Exercise details
Reproduce all of the material, keeping each line intact.
___ Source data
mod geo_provider;
mod public_ip_source;

pub use geo_provider::GeoProvider;
pub use public_ip_source::PublicIpSource;
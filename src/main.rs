//! ipfind - IP geolocation lookup service
//!
//! This is the composition root that wires together all the components.

use ipfind::adapters::inbound::ApiServer;
use ipfind::adapters::outbound::{HttpGeoProvider, HttpPublicIpSource};
use ipfind::{load_config, Classifier, GeoProvider, GeoResolver, LookupService, PublicIpSource};
use std::sync::Arc;
use tracing_subscriber::fmt::format::FmtSpan;

#[tokio::main]
async fn main() -> anyhow::Result<()> {
    // Load configuration from environment
    let cfg = load_config()?;

    // Setup logging
    let log_level = if cfg.debug {
        tracing::Level::DEBUG
    } else {
        tracing::Level::INFO
    };

    tracing_subscriber::fmt()
        .with_max_level(log_level)
        .with_span_events(FmtSpan::CLOSE)
        .init();

    tracing::info!(
        "starting ipfind listen={} providers={}",
        cfg.listen_addr,
        cfg.providers.join(",")
    );

    // ===== COMPOSITION ROOT =====

    // 1. Outbound adapters share one HTTP client (connection pool)
    let client = reqwest::Client::builder()
        .user_agent(concat!("ipfind/", env!("CARGO_PKG_VERSION")))
        .build()?;

    let providers: Vec<Arc<dyn GeoProvider>> = cfg
        .provider_specs()?
        .into_iter()
        .map(|spec| Arc::new(HttpGeoProvider::new(spec, client.clone())) as Arc<dyn GeoProvider>)
        .collect();

    let public_ip: Arc<dyn PublicIpSource> =
        Arc::new(HttpPublicIpSource::new(cfg.public_ip_url.clone(), client.clone()));
    let public_ipv6 = cfg.public_ipv6_url.clone().map(|url| {
        Arc::new(HttpPublicIpSource::new(url, client.clone())) as Arc<dyn PublicIpSource>
    });

    // 2. Application service
    let mut resolver = GeoResolver::new(providers);
    if let Some(deadline) = cfg.request_timeout() {
        resolver = resolver.with_deadline(deadline);
    }
    tracing::info!("lookups bounded by {:?}", resolver.max_duration());

    let mut service = LookupService::new(
        Classifier::new(cfg.ipv6_scope_checks),
        resolver,
        Some(public_ip),
    );
    if let Some(source) = public_ipv6 {
        service = service.with_public_ipv6(source);
    }
    let service = Arc::new(service);

    // 3. Inbound adapter
    let server = ApiServer::new(cfg.listen_addr.clone(), service);

    server.run().await
}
______
Answer to the exercise
mod geo_provider;
mod public_ip_source;

pub use geo_provider::GeoProvider;
pub use public_ip_source::PublicIpSource;
filename src/main.rs
//! ipfind - IP geolocation lookup service
//!
//! This is the composition root that wires together all the components.

use ipfind::adapters::inbound::ApiServer;
use ipfind::adapters::outbound::{HttpGeoProvider, HttpPublicIpSource};
use ipfind::{load_config, Classifier, GeoProvider, GeoResolver, LookupService, PublicIpSource};
use std::sync::Arc;
use tracing_subscriber::fmt::format::FmtSpan;

#[tokio::main]
async fn main() -> anyhow::Result<()> {
    // Load configuration from environment
    let cfg = load_config()?;

    // Setup logging
    let log_level = if cfg.debug {
        tracing::Level::DEBUG
    } else {
        tracing::Level::INFO
    };

    tracing_subscriber::fmt()
        .with_max_level(log_level)
        .with_span_events(FmtSpan::CLOSE)
        .init();

    tracing::info!(
        "starting ipfind listen={} providers={}",
        cfg.listen_addr,
        cfg.providers.join(",")
    );

    // ===== COMPOSITION ROOT =====

    // 1. Outbound adapters share one HTTP client (connection pool)
    let client = reqwest::Client::builder()
        .user_agent(concat!("ipfind/", env!("CARGO_PKG_VERSION")))
        .build()?;

    let providers: Vec<Arc<dyn GeoProvider>> = cfg
        .provider_specs()?
        .into_iter()
        .map(|spec| Arc::new(HttpGeoProvider::new(spec, client.clone())) as Arc<dyn GeoProvider>)
        .collect();

    let public_ip: Arc<dyn PublicIpSource> =
        Arc::new(HttpPublicIpSource::new(cfg.public_ip_url.clone(), client.clone()));
    let public_ipv6 = cfg.public_ipv6_url.clone().map(|url| {
        Arc::new(HttpPublicIpSource::new(url, client.clone())) as Arc<dyn PublicIpSource>
    });

    // 2. Application service
    let mut resolver = GeoResolver::new(providers);
    if let Some(deadline) = cfg.request_timeout() {
        resolver = resolver.with_deadline(deadline);
    }
    tracing::info!("lookups bounded by {:?}", resolver.max_duration());

    let mut service = LookupService::new(
        Classifier::new(cfg.ipv6_scope_checks),
        resolver,
        Some(public_ip),
    );
    if let Some(source) = public_ipv6 {
        service = service.with_public_ipv6(source);
    }
    let service = Arc::new(service);

    // 3. Inbound adapter
    let server = ApiServer::new(cfg.listen_addr.clone(), service);

    server.run().await
}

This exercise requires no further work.